Más radical, aunque un poco menos efectivo, son sus juegos con la luz. La oscuridad parece ser el estado natural de la pantalla, como si la labor de la película fuera la de añadir colores a un lienzo en negro. La luz suele provenir de una sola dirección y convierte a los personajes en siluetas difusas. Esto es más poderoso, y más cercano a los efectos del cine silente, en su primera secuencia: Ellen ruega desesperadamente sobre un fondo totalmente oscuro que la hace sentir como en un vacío. Lo mismo sucede en la introducción del Orlok: Eggers crea un suspenso visual negándonos una mirada completa de su monstruosa apariencia.

Eggers y Blaschke, no obstante, no aprovechan del todo el potencial expresivo de la luz. Cada una de sus secuencias es ejecutada con cuidadosa atención a cómo se comportaría la luz en situaciones reales, no a acentuar las emociones de lo que transcurre en escena. Algo similar sucede con su uso de las sombras: la silueta de Orlok aparece al inicio separada de su cuerpo, lo que parece un efecto dramático, pero después se explica como uno de los poderes más del vampiro.

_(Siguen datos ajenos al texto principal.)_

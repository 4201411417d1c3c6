// SPDX-License-Identifier: MPL-2.0
// This Source Code Form is subject to the terms of the Mozilla Public
// License, v. 2.0. If a copy of the MPL was not distributed with this
// file, You can obtain one at https://mozilla.org/MPL/2.0/.

//! Clock command.

use crate::command::{Command, OPCODE_SET_TIME};
use crate::types::TimePayload;

/// Sets the device clock.
///
/// # Examples
///
/// ```
/// use ubersolar_lib::command::{Command, SetTimeCommand};
/// use ubersolar_lib::types::TimePayload;
///
/// let payload = TimePayload::from_parts(1_700_000_000, 3600).unwrap();
/// let cmd = SetTimeCommand::new(payload);
/// assert_eq!(cmd.to_hex(), "0900f153650000000000010000");
/// ```
#[derive(Debug, Clone, PartialEq, Eq)]
pub struct SetTimeCommand {
    payload: TimePayload,
}

impl SetTimeCommand {
    /// Creates a set-time command from an encoded payload.
    #[must_use]
    pub fn new(payload: TimePayload) -> Self {
        Self { payload }
    }

    /// Returns the encoded payload.
    #[must_use]
    pub fn time_payload(&self) -> &TimePayload {
        &self.payload
    }
}

impl Command for SetTimeCommand {
    fn opcode(&self) -> Option<u8> {
        Some(OPCODE_SET_TIME)
    }

    fn payload(&self) -> Vec<u8> {
        self.payload.as_bytes().to_vec()
    }
}

#[cfg(test)]
mod tests {
    use super::*;

    #[test]
    fn command_is_thirteen_bytes() {
        let payload = TimePayload::from_parts(1_705_314_600, -2 * 3600).unwrap();
        let bytes = SetTimeCommand::new(payload).to_bytes();

        assert_eq!(bytes.len(), 13);
        assert_eq!(bytes[0], OPCODE_SET_TIME);
        assert_eq!(&bytes[1..9], &1_705_314_600u64.to_le_bytes());
        assert_eq!(bytes[9], 0);
        assert_eq!(bytes[10], 0xFE);
        assert_eq!(&bytes[11..], &[0, 0]);
    }
}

Eggers quizá peca de realista–hasta su reinvención de Orlok incorpora el bigote de Vlad Dracula, robándole el brillo fantasmal de las versiones interpretadas por Max Schreck y por Kinski. Su construcción de Nosferatu es obsesiva y meticulosa, pero carente de genuina pasión humana. Más que las versiones anteriores, la Nosferatu de Eggers se centra en la sexualidad de Ellen y en el vampiro como vehículo del deseo carnal. Hay desnudez y escenas de sexo. Depp, en momentos canalizando a Isabelle Adjani en Posesión de Andrzej Żuławski, es la actuación destacada. Pero la película a su alrededor no deja de ser algo rígida y recatada. Precisa en un nivel técnico, pero fría finalmente.